Le Parisien.fr nous rappelle : "Le candidat Hollande n'avait pas de mots assez durs pour dénoncer la «TVA sociale» de Nicolas Sarkozy. Le candidat de l'UMP entendait alors relever de 1,6 point le taux normal. Son rival socialiste, désormais président de la République, ironisait sur une «TVA dite sociale» qu'il jugeait «injuste, inefficace et même inconséquente sur le plan du soutien de l'activité économique». La majorité s'était d'ailleurs empressée d'abroger celle instaurée par le gouvernement Fillon, une fois arrivée au pouvoir. Le 14 juillet, le président Hollande excluait encore de «recourir à la TVA» pour redresser les finances publiques. L'augmentation annoncée ce mardi offre donc un angle d'attaque rêvé pour l'opposition."

On ne peut que se réjouir de voir que la gauche, en définitive, tout en affirmant le contraire, donne raison à Nicolas Sarkozy : Elle allège les charges des entreprises et finance cet allégement par une hausse des recettes de la TVA.

Je tiens donc à remercier François Hollande et Jean-Marc Ayrault d'avoir ainsi donné raison à Sarkozy et à moi-même en adoptant les mesures qu'ils disaient écarter définitivement. Leur décision montre bien que cette mesure était l'une des meilleures possibles.

J'ai regroupé dans un long tableau les 22 mesures préconisées par le rapporteur Louis Gallois et les décisions finalement prises par le gouvernement de Jean-Marc Ayrault (cliquez ici : 2012_11_tableau_Gallois) :

On le voit, le financement principal se fait par la TVA. Comme l'avait voulu Sarkozy, comme l'avait préconisé Louis Gallois, comme je le souhaitais... Ont-ils tenu à me faire plaisir ?

Hé bien c'est raté.

C'est raté car si le crédit d'impôt profite aux entreprises, ce dont je me réjouis, elles n'en verront pas la couleur avant 2014. Combien d'entre elles auront alors fait faillite, alors qu'elles auraient peut-être survécu si l'allègement de charges avait été immédiat ?

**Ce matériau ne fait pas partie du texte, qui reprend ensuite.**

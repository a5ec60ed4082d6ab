//! Black-Scholes pricing for European options.
//!
//! Closed-form price and analytical Greeks without dividends:
//!
//! - d1 = (ln(S/K) + (r + vol^2/2) t) / (vol sqrt(t))
//! - d2 = d1 - vol sqrt(t)
//! - call = S N(d1) - K e^(-rt) N(d2)
//! - put = K e^(-rt) N(-d2) - S N(-d1)
//!
//! Theta is returned per calendar day, vega and rho per 1% move.

use std::f64::consts::PI;

use statrs::distribution::{ContinuousCDF, Normal};
use thiserror::Error;

use crate::data::{Greeks, OptionKind};

#[derive(Error, Debug, Clone, PartialEq)]
pub enum PricingError {
    #[error("Invalid pricing input: {0}")]
    Domain(String),
}

/// Black-Scholes calculator for option prices and Greeks.
#[derive(Debug, Clone, Copy, PartialEq)]
pub struct BlackScholes {
    /// Risk-free interest rate
    pub rate: f64,
}

impl Default for BlackScholes {
    fn default() -> Self {
        Self {
            rate: 0.1175, // Selic reference rate
        }
    }
}

impl BlackScholes {
    pub fn new(rate: f64) -> Self {
        Self { rate }
    }

    fn validate(&self, spot: f64, strike: f64, time: f64, vol: f64) -> Result<(), PricingError> {
        if !vol.is_finite() || vol <= 0.0 {
            return Err(PricingError::Domain(format!(
                "volatility must be positive, got {}",
                vol
            )));
        }
        if !time.is_finite() || time < 0.0 {
            return Err(PricingError::Domain(format!(
                "time to expiry must be non-negative, got {}",
                time
            )));
        }
        if !spot.is_finite() || spot <= 0.0 {
            return Err(PricingError::Domain(format!("spot must be positive, got {}", spot)));
        }
        if !strike.is_finite() || strike <= 0.0 {
            return Err(PricingError::Domain(format!(
                "strike must be positive, got {}",
                strike
            )));
        }
        if !self.rate.is_finite() {
            return Err(PricingError::Domain("rate must be finite".to_string()));
        }
        Ok(())
    }

    /// Calculate d1 parameter.
    fn d1(&self, spot: f64, strike: f64, time: f64, vol: f64) -> f64 {
        let numerator = (spot / strike).ln() + (self.rate + 0.5 * vol * vol) * time;
        numerator / (vol * time.sqrt())
    }

    /// Calculate d2 parameter.
    fn d2(&self, spot: f64, strike: f64, time: f64, vol: f64) -> f64 {
        self.d1(spot, strike, time, vol) - vol * time.sqrt()
    }

    /// Standard normal CDF.
    fn norm_cdf(x: f64) -> f64 {
        // Parameters are constant and valid.
        match Normal::new(0.0, 1.0) {
            Ok(normal) => normal.cdf(x),
            Err(_) => f64::NAN,
        }
    }

    /// Standard normal PDF.
    fn norm_pdf(x: f64) -> f64 {
        (-0.5 * x * x).exp() / (2.0 * PI).sqrt()
    }

    /// Option price. Zero time to expiry settles at intrinsic value.
    pub fn price(
        &self,
        kind: OptionKind,
        spot: f64,
        strike: f64,
        time: f64,
        vol: f64,
    ) -> Result<f64, PricingError> {
        self.validate(spot, strike, time, vol)?;

        if time == 0.0 {
            return Ok(kind.intrinsic(spot, strike));
        }

        let d1 = self.d1(spot, strike, time, vol);
        let d2 = self.d2(spot, strike, time, vol);
        let discount = (-self.rate * time).exp();

        let price = match kind {
            OptionKind::Call => spot * Self::norm_cdf(d1) - strike * discount * Self::norm_cdf(d2),
            OptionKind::Put => strike * discount * Self::norm_cdf(-d2) - spot * Self::norm_cdf(-d1),
        };
        Ok(price)
    }

    /// All Greeks at once. At expiry delta collapses to 1/0 (call) or
    /// -1/0 (put) and the rest to zero.
    pub fn greeks(
        &self,
        kind: OptionKind,
        spot: f64,
        strike: f64,
        time: f64,
        vol: f64,
    ) -> Result<Greeks, PricingError> {
        self.validate(spot, strike, time, vol)?;

        if time == 0.0 {
            let delta = match kind {
                OptionKind::Call if spot > strike => 1.0,
                OptionKind::Put if spot < strike => -1.0,
                _ => 0.0,
            };
            return Ok(Greeks {
                delta,
                ..Greeks::default()
            });
        }

        let sqrt_t = time.sqrt();
        let d1 = self.d1(spot, strike, time, vol);
        let d2 = d1 - vol * sqrt_t;
        let discount = (-self.rate * time).exp();
        let pdf_d1 = Self::norm_pdf(d1);

        let gamma = pdf_d1 / (spot * vol * sqrt_t);
        let vega = spot * pdf_d1 * sqrt_t / 100.0;
        let decay = -spot * pdf_d1 * vol / (2.0 * sqrt_t);

        let greeks = match kind {
            OptionKind::Call => Greeks {
                delta: Self::norm_cdf(d1),
                gamma,
                theta: (decay - self.rate * strike * discount * Self::norm_cdf(d2)) / 365.0,
                vega,
                rho: strike * time * discount * Self::norm_cdf(d2) / 100.0,
            },
            OptionKind::Put => Greeks {
                delta: Self::norm_cdf(d1) - 1.0,
                gamma,
                theta: (decay + self.rate * strike * discount * Self::norm_cdf(-d2)) / 365.0,
                vega,
                rho: -strike * time * discount * Self::norm_cdf(-d2) / 100.0,
            },
        };
        Ok(greeks)
    }

    /// Implied volatility from a market price using Newton-Raphson.
    pub fn implied_vol(
        &self,
        kind: OptionKind,
        spot: f64,
        strike: f64,
        time: f64,
        price: f64,
    ) -> Option<f64> {
        if time <= 0.0 || price <= 0.0 || spot <= 0.0 || strike <= 0.0 {
            return None;
        }

        // Brenner-Subrahmanyam initial guess
        let mut vol = ((price / spot) * (2.0 * PI / time).sqrt()).clamp(0.01, 5.0);

        let max_iter = 100;
        let tolerance = 1e-6;

        for _ in 0..max_iter {
            let calc_price = self.price(kind, spot, strike, time, vol).ok()?;
            let diff = calc_price - price;

            if diff.abs() < tolerance {
                return Some(vol);
            }

            // Unscaled vega
            let vega = spot * Self::norm_pdf(self.d1(spot, strike, time, vol)) * time.sqrt();
            if vega.abs() < 1e-10 {
                break;
            }

            vol = (vol - diff / vega).clamp(0.001, 10.0);
        }

        None
    }
}

/// Black-Scholes price with an explicit risk-free rate.
pub fn price(
    kind: OptionKind,
    spot: f64,
    strike: f64,
    time_to_expiry: f64,
    risk_free_rate: f64,
    volatility: f64,
) -> Result<f64, PricingError> {
    BlackScholes::new(risk_free_rate).price(kind, spot, strike, time_to_expiry, volatility)
}

/// Black-Scholes Greeks with an explicit risk-free rate.
pub fn greeks(
    kind: OptionKind,
    spot: f64,
    strike: f64,
    time_to_expiry: f64,
    risk_free_rate: f64,
    volatility: f64,
) -> Result<Greeks, PricingError> {
    BlackScholes::new(risk_free_rate).greeks(kind, spot, strike, time_to_expiry, volatility)
}

#[cfg(test)]
mod tests {
    use super::*;
    use approx::assert_relative_eq;

    #[test]
    fn test_black_scholes_call_price() {
        let bs = BlackScholes::new(0.05);
        // S=100, K=100, T=1, vol=0.20
        let price = bs.price(OptionKind::Call, 100.0, 100.0, 1.0, 0.20).unwrap();
        assert_relative_eq!(price, 10.4506, epsilon = 1e-4);
    }

    #[test]
    fn test_reference_scenario() {
        let spot = 37.52;
        let strike = 38.00;
        let time = 30.0 / 365.0;

        let call = price(OptionKind::Call, spot, strike, time, 0.1175, 0.30).unwrap();
        let g = greeks(OptionKind::Call, spot, strike, time, 0.1175, 0.30).unwrap();

        assert_relative_eq!(call, 1.232379, epsilon = 1e-4);
        assert_relative_eq!(g.delta, 0.502988, epsilon = 1e-4);
        assert_relative_eq!(g.gamma, 0.123623, epsilon = 1e-4);
        assert_relative_eq!(g.theta, -0.027134, epsilon = 1e-4);
    }

    #[test]
    fn test_put_call_parity() {
        let bs = BlackScholes::new(0.1175);
        for &(spot, strike, time, vol) in &[
            (100.0, 100.0, 1.0, 0.20),
            (37.52, 40.0, 0.05, 0.45),
            (12.0, 9.5, 0.5, 0.9),
            (250.0, 300.0, 2.0, 0.15),
        ] {
            let call = bs.price(OptionKind::Call, spot, strike, time, vol).unwrap();
            let put = bs.price(OptionKind::Put, spot, strike, time, vol).unwrap();
            let parity_rhs = spot - strike * (-bs.rate * time).exp();
            assert_relative_eq!(call - put, parity_rhs, epsilon = 1e-9);
        }
    }

    #[test]
    fn test_greek_bounds() {
        let bs = BlackScholes::default();
        for &strike in &[80.0, 95.0, 100.0, 105.0, 130.0] {
            let call = bs.greeks(OptionKind::Call, 100.0, strike, 0.5, 0.25).unwrap();
            let put = bs.greeks(OptionKind::Put, 100.0, strike, 0.5, 0.25).unwrap();

            assert!((0.0..=1.0).contains(&call.delta));
            assert!((-1.0..=0.0).contains(&put.delta));
            assert!(call.gamma >= 0.0 && put.gamma >= 0.0);
            assert!(call.vega >= 0.0 && put.vega >= 0.0);
            assert_relative_eq!(call.delta - put.delta, 1.0, epsilon = 1e-12);
        }
    }

    #[test]
    fn test_intrinsic_convergence() {
        let bs = BlackScholes::default();
        let near = 1e-8;
        let call_itm = bs.price(OptionKind::Call, 105.0, 100.0, near, 0.3).unwrap();
        let put_itm = bs.price(OptionKind::Put, 95.0, 100.0, near, 0.3).unwrap();
        let call_otm = bs.price(OptionKind::Call, 95.0, 100.0, near, 0.3).unwrap();

        assert_relative_eq!(call_itm, 5.0, epsilon = 1e-4);
        assert_relative_eq!(put_itm, 5.0, epsilon = 1e-4);
        assert_relative_eq!(call_otm, 0.0, epsilon = 1e-4);

        assert_eq!(bs.price(OptionKind::Call, 105.0, 100.0, 0.0, 0.3).unwrap(), 5.0);
        assert_eq!(bs.price(OptionKind::Put, 105.0, 100.0, 0.0, 0.3).unwrap(), 0.0);
    }

    #[test]
    fn test_expiry_greeks_sentinel() {
        let bs = BlackScholes::default();
        let call = bs.greeks(OptionKind::Call, 105.0, 100.0, 0.0, 0.3).unwrap();
        let put = bs.greeks(OptionKind::Put, 95.0, 100.0, 0.0, 0.3).unwrap();
        let otm_put = bs.greeks(OptionKind::Put, 105.0, 100.0, 0.0, 0.3).unwrap();

        assert_eq!(call.delta, 1.0);
        assert_eq!(put.delta, -1.0);
        assert_eq!(otm_put.delta, 0.0);
        assert_eq!(call.gamma, 0.0);
        assert_eq!(call.vega, 0.0);
        assert_eq!(call.theta, 0.0);
    }

    #[test]
    fn test_domain_errors() {
        let bs = BlackScholes::default();
        assert!(matches!(
            bs.price(OptionKind::Call, 100.0, 100.0, 0.5, 0.0),
            Err(PricingError::Domain(_))
        ));
        assert!(bs.price(OptionKind::Call, 100.0, 100.0, 0.5, -0.2).is_err());
        assert!(bs.price(OptionKind::Call, 100.0, 100.0, -0.1, 0.2).is_err());
        assert!(bs.greeks(OptionKind::Put, 0.0, 100.0, 0.5, 0.2).is_err());
        assert!(bs.greeks(OptionKind::Put, 100.0, f64::NAN, 0.5, 0.2).is_err());
    }

    #[test]
    fn test_implied_vol() {
        let bs = BlackScholes::new(0.05);
        let vol = 0.25;
        let price = bs.price(OptionKind::Call, 100.0, 100.0, 0.5, vol).unwrap();

        let iv = bs
            .implied_vol(OptionKind::Call, 100.0, 100.0, 0.5, price)
            .unwrap();
        assert_relative_eq!(iv, vol, epsilon = 0.001);
    }
}
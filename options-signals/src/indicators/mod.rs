//! Technical indicators over daily closes.

pub mod rsi;

pub use rsi::{rsi_series, IndicatorError, NEUTRAL_RSI};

C'est raté car ce crédit d'impôt ne profitera aux salariés que si leur patron le veulent bien. Alors que l'allègement de charges proposé par Louis Gallois, très équilibré, aboutissait à augmenter les salaires nets, en compensation partielle de l'augmentation de la TVA, à réduire les charges des entreprises, donc à améliorer leur compétitivité, et cela pouvait être mis en place en un trimestre (les déclarations de TVA des petites entreprises sont trimestrielles ; une planification bien préparée aurait permis de ne pas entamer la trésorerie de l'État).